El Crimen de la Plaza Zitarrosa 20/ Por José Luis Facello

 
El cónclave había tocado a su fin, el mozo entregó en mano algunas prendas de abrigo, un sombrero y el paraguas a un prevenido, a cambio recibió como propina el desprecio de lo que son capaces los principales.

   “Jaramillo” Flores salió del sanitario y sintió que necesitaba un whisky, algo no le había caído bien y atribuyó la acidez estomacal al pollo frito. A su modesto entender había escuchado demasiado, asunto que consideraba una caída, una derrota personal. 

   ¿Hasta dónde podían la cultura y la identidad convivir con los digitadores del vil metal?

   Lo suyo era una herida ética que estaba dispuesto a vender caro.

   _ Amigo ¿puedo pedirle un whisky doble? dijo con una reverencia al mozo.

   _ El señor ¿lo desea con hielo?

   _ Como usted disponga, dijo solícito el director.

   El mozo cumplió con el pedido, sabiendo que de los doce este no era el traidor. No es que le inspiraba una gran confianza el sujeto de aspecto garboso, huellas de maquillaje en los párpados y manos finas y huesudas sin rastros de trabajo manual, aunque no dudaba que aun pudiendo ser un tipo de cuidado aquilataba valores que los otros carecían. Si bien no entendía demasiado, poesía y pobreza eran dos asuntos que lo seducían, una por el misterio de las palabras, teniendo en consideración  que apenas pasó de quinto grado; la otra, porque de tanto renegar, tratar de esquivarla y putear, a esta altura ya era una acompañante inseparable y la sombra más fiel de los suyos por generaciones.

   El general celeste agradeció para sus adentros que los cosos se mandaran mudar, él también debió ir a los sanitarios para desembuchar en el wáter tanta palabrerío que debió ingerir, incluyendo el ritual de evocarlo con desembozada hipocresía como el padre de la patria. Parte de la leyenda que tironeaban unos y otros sin distinción, los más lo evocaban con fervor emancipador, los menos como parte de las artimañas dominadoras.

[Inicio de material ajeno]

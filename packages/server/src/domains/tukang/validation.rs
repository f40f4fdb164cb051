//! Registration input validation and WhatsApp number normalization.
//!
//! Both are pure functions: no store access, no clock.

use serde::Serialize;

use crate::domains::tukang::data::RegisterTukangInput;
use crate::domains::tukang::models::Skill;

pub const NAME_MAX_CHARS: usize = 100;
pub const CITY_MAX_CHARS: usize = 50;
pub const WHATSAPP_MIN_CHARS: usize = 10;
pub const WHATSAPP_MAX_CHARS: usize = 15;

/// Country prefix every stored WhatsApp number starts with.
pub const CANONICAL_PREFIX: &str = "+62";

/// One failing field and why.
#[derive(Debug, Clone, Serialize, PartialEq, Eq)]
pub struct FieldError {
    pub field: String,
    pub message: String,
}

impl FieldError {
    pub fn new(field: impl Into<String>, message: impl Into<String>) -> Self {
        Self {
            field: field.into(),
            message: message.into(),
        }
    }
}

/// All field failures of a single registration attempt (never empty).
#[derive(Debug, Clone, PartialEq, Eq)]
pub struct ValidationErrors(Vec<FieldError>);

impl ValidationErrors {
    pub fn errors(&self) -> &[FieldError] {
        &self.0
    }

    pub fn into_errors(self) -> Vec<FieldError> {
        self.0
    }

    pub fn has_field(&self, field: &str) -> bool {
        self.0.iter().any(|e| e.field == field)
    }
}

impl std::fmt::Display for ValidationErrors {
    fn fmt(&self, f: &mut std::fmt::Formatter<'_>) -> std::fmt::Result {
        let parts: Vec<String> = self
            .0
            .iter()
            .map(|e| format!("{}: {}", e.field, e.message))
            .collect();
        f.write_str(&parts.join("; "))
    }
}

impl std::error::Error for ValidationErrors {}

/// Registration input that passed validation; text fields are trimmed.
#[derive(Debug, Clone, PartialEq, Eq)]
pub struct ValidatedTukang {
    pub name: String,
    pub skills: Skill,
    pub city: String,
    /// Trimmed but not yet normalized.
    pub whatsapp_number: String,
}

fn required<'a>(
    field: &str,
    value: Option<&'a str>,
    errors: &mut Vec<FieldError>,
) -> Option<&'a str> {
    if value.is_none() {
        errors.push(FieldError::new(field, "field required"));
    }
    value
}

fn check_text(field: &str, value: &str, max_chars: usize, errors: &mut Vec<FieldError>) {
    let len = value.chars().count();
    if len == 0 {
        errors.push(FieldError::new(field, "must not be empty"));
    } else if len > max_chars {
        errors.push(FieldError::new(
            field,
            format!("must be at most {} characters", max_chars),
        ));
    }
}

/// Validate a registration request, collecting every failing field.
pub fn validate_registration(
    input: &RegisterTukangInput,
) -> Result<ValidatedTukang, ValidationErrors> {
    let mut errors = Vec::new();

    let name = required("name", input.name.as_deref(), &mut errors).map(str::trim);
    if let Some(name) = name {
        check_text("name", name, NAME_MAX_CHARS, &mut errors);
    }

    let skills = required("skills", input.skills.as_deref(), &mut errors).and_then(|raw| {
        match raw.parse::<Skill>() {
            Ok(skill) => Some(skill),
            Err(_) => {
                let allowed: Vec<&str> = Skill::ALL.iter().map(Skill::label).collect();
                errors.push(FieldError::new(
                    "skills",
                    format!("must be one of: {}", allowed.join(", ")),
                ));
                None
            }
        }
    });

    let city = required("city", input.city.as_deref(), &mut errors).map(str::trim);
    if let Some(city) = city {
        check_text("city", city, CITY_MAX_CHARS, &mut errors);
    }

    // Length bounds apply to the number as submitted; trimming only feeds normalization.
    let raw_whatsapp = required("whatsapp_number", input.whatsapp_number.as_deref(), &mut errors);
    let whatsapp = raw_whatsapp.map(str::trim);
    if let Some(number) = raw_whatsapp {
        let len = number.chars().count();
        if !(WHATSAPP_MIN_CHARS..=WHATSAPP_MAX_CHARS).contains(&len) {
            errors.push(FieldError::new(
                "whatsapp_number",
                format!(
                    "must be between {} and {} characters",
                    WHATSAPP_MIN_CHARS, WHATSAPP_MAX_CHARS
                ),
            ));
        }
    }

    match (name, skills, city, whatsapp) {
        (Some(name), Some(skills), Some(city), Some(whatsapp)) if errors.is_empty() => {
            Ok(ValidatedTukang {
                name: name.to_string(),
                skills,
                city: city.to_string(),
                whatsapp_number: whatsapp.to_string(),
            })
        }
        _ => Err(ValidationErrors(errors)),
    }
}

/// Rewrite a trimmed WhatsApp number into canonical `+62` form.
///
/// A leading `0` is replaced by `+62`; any other number lacking `+62` gets it
/// prepended verbatim. A bare `62...` therefore becomes `+6262...`.
pub fn normalize_whatsapp_number(number: &str) -> String {
    if let Some(rest) = number.strip_prefix('0') {
        format!("{}{}", CANONICAL_PREFIX, rest)
    } else if number.starts_with(CANONICAL_PREFIX) {
        number.to_string()
    } else {
        format!("{}{}", CANONICAL_PREFIX, number)
    }
}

   _ ¡Dejarse de embromar! dijo sin que lo entendiesen cruzando miradas el mozo y el artista, en tanto atacó las huevas de lota, exótico manjar que nunca había probado y encimó ayudado con un escarbadientes al pancito con chicharrones.

   El mozo fue a lo suyo, levantar copas y enseres, servilletas y bandejas con bocadillos desparramados sobre el mantel. En un extremo de la mesa juntó las botellas abiertas y reunió los platillos. Con cuidados ademanes  se quitó el saco y el moño blanco, desabrochó el cuello de la camisa y arremangó con parsimonia.

   _ Señores, dijo al guerrero y al murguero, siéntense por favor, los invito a que me acompañen, todavía no he probado un bocado.

   _ Gracias amigo, dijo de corazón el escuálido director.

   _ Es un honor compartir con ustedes, dijo de modo coloquial el general celeste.

   El salón había quedado en penumbras apenas cruzado por las luces del tráfico callejero y los carteles luminosos, pero suficiente para generar en pocos minutos el clima intimista y humano, esquivo hasta hacía un rato en la mesa de los principales.

   La proseada se desarrolló como acostumbran los pobres, frases sustanciosas seguidas de silencios prolongados dominaron el lugar mientras avanzaba la noche. Las anécdotas no faltaron y en eso el general sacaba varios cuerpos de ventaja mientras las botellas vacías y sin sentido dejaban lugar al mate amargo. Como un canto a la diversidad y al libre albedrío el mozo armó un cigarrito de marihuana, el director pasó, aduciendo problemas con su úlcera gástrica y el general eludió el convite diciendo que prefería otra ginebra.

   _ Brindo por los pobres de la patria vieja y de la patria nueva, tosió, por los que padecieron las mazmorras… por los que dieron su vida en la pelea, tosió nuevamente, por los que supieron callar a tiempo.

   Propongo un brindis por Ramona Martínez y por Líber Seregni.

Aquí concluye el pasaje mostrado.